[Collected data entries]
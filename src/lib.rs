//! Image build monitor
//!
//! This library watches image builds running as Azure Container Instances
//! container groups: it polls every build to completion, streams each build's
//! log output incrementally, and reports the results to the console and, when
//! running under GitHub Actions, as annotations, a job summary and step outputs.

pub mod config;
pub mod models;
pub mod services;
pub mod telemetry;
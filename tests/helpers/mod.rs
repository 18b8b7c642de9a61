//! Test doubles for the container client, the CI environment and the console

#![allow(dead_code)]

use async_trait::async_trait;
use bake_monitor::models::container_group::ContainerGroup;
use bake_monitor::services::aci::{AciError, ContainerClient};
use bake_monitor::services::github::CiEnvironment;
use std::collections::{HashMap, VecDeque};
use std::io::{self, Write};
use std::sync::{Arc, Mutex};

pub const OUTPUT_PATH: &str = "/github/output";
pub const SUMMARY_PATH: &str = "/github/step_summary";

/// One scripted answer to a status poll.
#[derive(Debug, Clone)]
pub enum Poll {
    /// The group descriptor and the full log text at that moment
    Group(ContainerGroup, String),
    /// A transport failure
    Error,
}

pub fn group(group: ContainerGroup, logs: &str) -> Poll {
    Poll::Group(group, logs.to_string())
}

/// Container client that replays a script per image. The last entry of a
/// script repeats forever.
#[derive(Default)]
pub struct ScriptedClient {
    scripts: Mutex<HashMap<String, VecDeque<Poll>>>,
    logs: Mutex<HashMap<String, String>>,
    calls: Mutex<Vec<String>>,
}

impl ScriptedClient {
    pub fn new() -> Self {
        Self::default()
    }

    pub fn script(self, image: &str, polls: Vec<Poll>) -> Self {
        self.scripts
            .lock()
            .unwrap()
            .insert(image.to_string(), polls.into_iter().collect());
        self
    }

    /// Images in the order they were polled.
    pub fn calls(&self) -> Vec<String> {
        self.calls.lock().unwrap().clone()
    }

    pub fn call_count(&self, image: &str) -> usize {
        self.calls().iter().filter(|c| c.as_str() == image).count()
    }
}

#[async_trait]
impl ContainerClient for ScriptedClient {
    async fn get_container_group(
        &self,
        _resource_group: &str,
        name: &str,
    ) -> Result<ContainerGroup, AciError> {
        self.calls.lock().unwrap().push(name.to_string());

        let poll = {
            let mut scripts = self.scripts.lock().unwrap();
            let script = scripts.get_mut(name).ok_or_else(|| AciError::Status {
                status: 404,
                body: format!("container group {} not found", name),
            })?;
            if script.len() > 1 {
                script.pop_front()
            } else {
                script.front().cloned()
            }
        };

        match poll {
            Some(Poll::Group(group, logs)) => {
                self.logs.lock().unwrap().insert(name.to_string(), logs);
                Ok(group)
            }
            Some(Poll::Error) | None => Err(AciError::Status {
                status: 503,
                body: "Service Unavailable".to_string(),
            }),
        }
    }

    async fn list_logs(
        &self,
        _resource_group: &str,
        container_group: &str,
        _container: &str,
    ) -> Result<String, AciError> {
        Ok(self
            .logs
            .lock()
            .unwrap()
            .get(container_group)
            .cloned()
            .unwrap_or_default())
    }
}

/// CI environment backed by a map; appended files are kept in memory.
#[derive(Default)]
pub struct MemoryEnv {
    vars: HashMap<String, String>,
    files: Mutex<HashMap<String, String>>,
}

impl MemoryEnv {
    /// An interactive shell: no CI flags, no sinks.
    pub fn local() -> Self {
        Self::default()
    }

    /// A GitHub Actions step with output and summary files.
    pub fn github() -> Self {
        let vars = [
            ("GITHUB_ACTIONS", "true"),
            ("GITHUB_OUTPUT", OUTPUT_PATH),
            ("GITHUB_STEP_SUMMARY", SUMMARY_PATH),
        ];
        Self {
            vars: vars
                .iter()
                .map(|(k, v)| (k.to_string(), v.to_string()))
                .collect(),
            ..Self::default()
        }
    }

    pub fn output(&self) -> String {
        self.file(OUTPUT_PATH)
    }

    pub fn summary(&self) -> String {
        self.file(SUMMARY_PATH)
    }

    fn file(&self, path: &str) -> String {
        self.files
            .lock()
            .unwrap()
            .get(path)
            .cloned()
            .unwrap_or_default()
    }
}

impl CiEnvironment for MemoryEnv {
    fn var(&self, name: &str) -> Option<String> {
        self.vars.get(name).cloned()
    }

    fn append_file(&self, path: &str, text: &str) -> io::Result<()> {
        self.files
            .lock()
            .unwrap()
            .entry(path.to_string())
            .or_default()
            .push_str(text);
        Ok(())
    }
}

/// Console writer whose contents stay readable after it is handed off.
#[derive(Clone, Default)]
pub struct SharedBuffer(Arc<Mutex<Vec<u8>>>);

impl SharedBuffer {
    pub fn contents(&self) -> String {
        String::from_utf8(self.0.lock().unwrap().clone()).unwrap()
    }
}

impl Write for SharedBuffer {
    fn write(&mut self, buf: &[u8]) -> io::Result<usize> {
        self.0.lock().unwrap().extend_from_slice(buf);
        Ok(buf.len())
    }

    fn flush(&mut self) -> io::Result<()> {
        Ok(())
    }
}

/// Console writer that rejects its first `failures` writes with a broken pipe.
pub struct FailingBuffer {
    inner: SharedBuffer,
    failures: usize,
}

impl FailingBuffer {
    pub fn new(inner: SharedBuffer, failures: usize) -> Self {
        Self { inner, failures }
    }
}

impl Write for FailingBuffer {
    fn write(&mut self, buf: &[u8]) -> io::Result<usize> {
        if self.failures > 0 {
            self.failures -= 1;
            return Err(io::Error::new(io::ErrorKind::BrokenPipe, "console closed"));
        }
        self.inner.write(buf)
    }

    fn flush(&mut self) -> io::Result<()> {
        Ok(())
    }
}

...

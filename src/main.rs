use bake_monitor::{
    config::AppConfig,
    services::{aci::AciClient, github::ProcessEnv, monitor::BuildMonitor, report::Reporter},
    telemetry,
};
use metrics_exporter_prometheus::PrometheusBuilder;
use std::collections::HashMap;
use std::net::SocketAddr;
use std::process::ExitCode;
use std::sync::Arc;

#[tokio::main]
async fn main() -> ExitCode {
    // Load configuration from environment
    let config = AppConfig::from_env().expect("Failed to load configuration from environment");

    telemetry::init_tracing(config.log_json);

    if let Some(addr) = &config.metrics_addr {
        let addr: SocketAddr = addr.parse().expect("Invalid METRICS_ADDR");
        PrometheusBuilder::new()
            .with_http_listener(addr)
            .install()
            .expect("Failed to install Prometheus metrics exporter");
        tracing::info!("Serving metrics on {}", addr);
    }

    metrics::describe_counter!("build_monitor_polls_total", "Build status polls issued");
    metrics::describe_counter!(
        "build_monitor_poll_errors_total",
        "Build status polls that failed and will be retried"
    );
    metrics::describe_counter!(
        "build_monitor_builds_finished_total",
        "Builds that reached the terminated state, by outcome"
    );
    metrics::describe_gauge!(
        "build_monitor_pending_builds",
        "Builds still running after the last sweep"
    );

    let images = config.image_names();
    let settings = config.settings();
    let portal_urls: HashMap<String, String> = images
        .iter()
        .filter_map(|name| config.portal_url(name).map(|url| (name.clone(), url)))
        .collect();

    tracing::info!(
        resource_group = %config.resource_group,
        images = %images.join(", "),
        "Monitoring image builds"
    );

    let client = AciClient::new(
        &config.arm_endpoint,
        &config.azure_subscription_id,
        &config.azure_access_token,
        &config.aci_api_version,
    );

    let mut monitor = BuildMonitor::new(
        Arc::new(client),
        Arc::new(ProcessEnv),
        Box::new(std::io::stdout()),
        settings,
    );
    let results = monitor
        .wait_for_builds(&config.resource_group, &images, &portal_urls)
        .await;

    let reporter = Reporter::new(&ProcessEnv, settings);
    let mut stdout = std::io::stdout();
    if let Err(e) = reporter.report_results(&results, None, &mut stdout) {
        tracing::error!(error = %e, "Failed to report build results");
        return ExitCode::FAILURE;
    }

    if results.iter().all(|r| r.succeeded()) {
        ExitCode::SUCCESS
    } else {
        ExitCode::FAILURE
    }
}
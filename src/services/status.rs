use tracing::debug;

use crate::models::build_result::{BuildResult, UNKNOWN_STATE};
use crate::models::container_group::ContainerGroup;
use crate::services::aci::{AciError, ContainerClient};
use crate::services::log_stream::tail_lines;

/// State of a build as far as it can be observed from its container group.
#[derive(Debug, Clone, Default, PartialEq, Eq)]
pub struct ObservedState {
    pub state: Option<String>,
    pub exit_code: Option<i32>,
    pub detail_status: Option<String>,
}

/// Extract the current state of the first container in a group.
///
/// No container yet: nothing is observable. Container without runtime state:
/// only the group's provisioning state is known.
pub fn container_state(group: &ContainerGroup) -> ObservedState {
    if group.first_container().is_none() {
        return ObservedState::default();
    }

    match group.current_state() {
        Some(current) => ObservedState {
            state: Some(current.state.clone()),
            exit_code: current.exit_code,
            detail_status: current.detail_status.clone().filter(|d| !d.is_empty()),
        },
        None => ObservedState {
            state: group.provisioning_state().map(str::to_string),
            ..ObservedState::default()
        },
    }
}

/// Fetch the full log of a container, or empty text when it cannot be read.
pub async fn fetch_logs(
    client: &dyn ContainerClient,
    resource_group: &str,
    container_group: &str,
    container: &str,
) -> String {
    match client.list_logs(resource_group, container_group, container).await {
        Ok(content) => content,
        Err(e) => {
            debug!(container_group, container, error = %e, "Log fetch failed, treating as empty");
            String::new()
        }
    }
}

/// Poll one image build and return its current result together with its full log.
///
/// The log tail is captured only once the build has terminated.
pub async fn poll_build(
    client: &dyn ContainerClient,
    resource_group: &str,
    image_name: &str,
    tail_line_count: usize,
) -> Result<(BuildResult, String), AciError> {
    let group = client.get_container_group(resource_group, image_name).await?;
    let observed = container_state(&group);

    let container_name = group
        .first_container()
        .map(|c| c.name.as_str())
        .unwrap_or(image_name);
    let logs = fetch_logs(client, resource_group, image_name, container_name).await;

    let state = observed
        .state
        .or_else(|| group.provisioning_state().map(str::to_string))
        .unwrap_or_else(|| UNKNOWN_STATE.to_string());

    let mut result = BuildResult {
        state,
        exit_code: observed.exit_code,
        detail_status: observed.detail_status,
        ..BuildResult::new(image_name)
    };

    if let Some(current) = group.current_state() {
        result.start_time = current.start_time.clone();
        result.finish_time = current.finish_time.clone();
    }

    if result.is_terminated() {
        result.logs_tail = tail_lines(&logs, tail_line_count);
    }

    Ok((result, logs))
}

* * *

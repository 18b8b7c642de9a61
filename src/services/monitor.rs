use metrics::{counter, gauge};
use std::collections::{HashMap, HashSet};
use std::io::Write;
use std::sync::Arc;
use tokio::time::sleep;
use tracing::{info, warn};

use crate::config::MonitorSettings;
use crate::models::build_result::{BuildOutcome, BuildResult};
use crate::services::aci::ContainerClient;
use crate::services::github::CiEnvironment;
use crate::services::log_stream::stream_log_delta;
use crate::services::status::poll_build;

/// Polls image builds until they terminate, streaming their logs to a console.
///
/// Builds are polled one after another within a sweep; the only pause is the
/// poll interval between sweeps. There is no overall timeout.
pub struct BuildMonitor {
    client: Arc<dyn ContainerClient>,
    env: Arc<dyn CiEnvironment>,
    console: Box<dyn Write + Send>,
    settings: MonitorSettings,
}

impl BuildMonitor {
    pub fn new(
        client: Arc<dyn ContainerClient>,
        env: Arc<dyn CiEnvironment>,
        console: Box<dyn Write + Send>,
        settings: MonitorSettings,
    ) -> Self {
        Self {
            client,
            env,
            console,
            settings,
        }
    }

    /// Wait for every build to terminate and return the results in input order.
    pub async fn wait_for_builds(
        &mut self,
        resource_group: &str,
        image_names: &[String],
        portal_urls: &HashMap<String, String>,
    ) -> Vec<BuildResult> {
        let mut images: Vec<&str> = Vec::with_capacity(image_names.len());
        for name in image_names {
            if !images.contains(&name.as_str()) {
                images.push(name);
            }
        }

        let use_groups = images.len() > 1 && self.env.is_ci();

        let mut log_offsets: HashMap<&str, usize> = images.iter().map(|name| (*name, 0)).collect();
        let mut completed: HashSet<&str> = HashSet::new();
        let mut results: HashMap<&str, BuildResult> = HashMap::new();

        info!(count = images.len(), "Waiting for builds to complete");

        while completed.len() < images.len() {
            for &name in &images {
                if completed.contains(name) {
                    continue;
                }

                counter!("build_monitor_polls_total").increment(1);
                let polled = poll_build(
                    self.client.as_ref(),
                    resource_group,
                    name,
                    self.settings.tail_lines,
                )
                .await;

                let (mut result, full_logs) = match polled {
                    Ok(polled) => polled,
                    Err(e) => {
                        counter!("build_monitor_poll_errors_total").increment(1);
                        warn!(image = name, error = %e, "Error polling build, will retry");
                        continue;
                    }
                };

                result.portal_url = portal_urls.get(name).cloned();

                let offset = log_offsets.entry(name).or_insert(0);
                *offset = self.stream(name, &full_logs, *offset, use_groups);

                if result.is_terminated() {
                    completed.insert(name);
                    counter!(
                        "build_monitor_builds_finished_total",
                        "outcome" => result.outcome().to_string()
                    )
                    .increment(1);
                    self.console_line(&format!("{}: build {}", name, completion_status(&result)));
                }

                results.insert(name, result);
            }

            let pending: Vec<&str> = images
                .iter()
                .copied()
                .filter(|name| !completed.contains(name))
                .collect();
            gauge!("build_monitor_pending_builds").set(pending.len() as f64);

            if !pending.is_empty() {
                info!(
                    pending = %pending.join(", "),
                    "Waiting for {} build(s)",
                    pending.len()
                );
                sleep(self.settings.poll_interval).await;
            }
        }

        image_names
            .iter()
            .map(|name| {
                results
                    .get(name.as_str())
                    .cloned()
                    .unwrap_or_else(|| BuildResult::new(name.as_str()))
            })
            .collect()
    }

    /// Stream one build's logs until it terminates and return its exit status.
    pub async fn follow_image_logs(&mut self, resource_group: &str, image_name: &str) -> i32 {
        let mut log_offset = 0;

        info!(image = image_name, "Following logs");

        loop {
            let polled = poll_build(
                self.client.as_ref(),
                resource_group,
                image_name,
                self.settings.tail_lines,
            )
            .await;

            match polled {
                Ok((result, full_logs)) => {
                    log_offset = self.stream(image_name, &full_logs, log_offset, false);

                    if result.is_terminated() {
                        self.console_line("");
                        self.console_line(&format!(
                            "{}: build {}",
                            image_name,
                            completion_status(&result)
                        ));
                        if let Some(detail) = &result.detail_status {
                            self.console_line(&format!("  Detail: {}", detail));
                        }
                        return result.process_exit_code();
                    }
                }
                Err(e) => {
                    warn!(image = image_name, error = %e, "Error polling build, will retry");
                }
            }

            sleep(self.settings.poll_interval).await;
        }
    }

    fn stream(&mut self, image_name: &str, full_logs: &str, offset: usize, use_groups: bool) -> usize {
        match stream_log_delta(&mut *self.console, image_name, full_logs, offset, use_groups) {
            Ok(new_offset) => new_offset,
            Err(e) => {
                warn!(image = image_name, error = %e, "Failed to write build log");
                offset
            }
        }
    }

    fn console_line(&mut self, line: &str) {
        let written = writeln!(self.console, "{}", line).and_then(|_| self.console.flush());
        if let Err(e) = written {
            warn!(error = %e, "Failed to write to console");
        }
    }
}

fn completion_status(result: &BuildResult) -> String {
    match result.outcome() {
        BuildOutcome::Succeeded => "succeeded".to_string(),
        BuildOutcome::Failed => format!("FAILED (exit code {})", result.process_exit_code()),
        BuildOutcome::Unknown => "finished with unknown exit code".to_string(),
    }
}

● **What to do**
Please copy every line of the data that carries the string "AciError".

● **Worked solution**
use bake_monitor::services::aci::{AciError, ContainerClient};
    ) -> Result<ContainerGroup, AciError> {
            let script = scripts.get_mut(name).ok_or_else(|| AciError::Status {
            Some(Poll::Error) | None => Err(AciError::Status {
    ) -> Result<String, AciError> {
use crate::services::aci::{AciError, ContainerClient};
) -> Result<(BuildResult, String), AciError> {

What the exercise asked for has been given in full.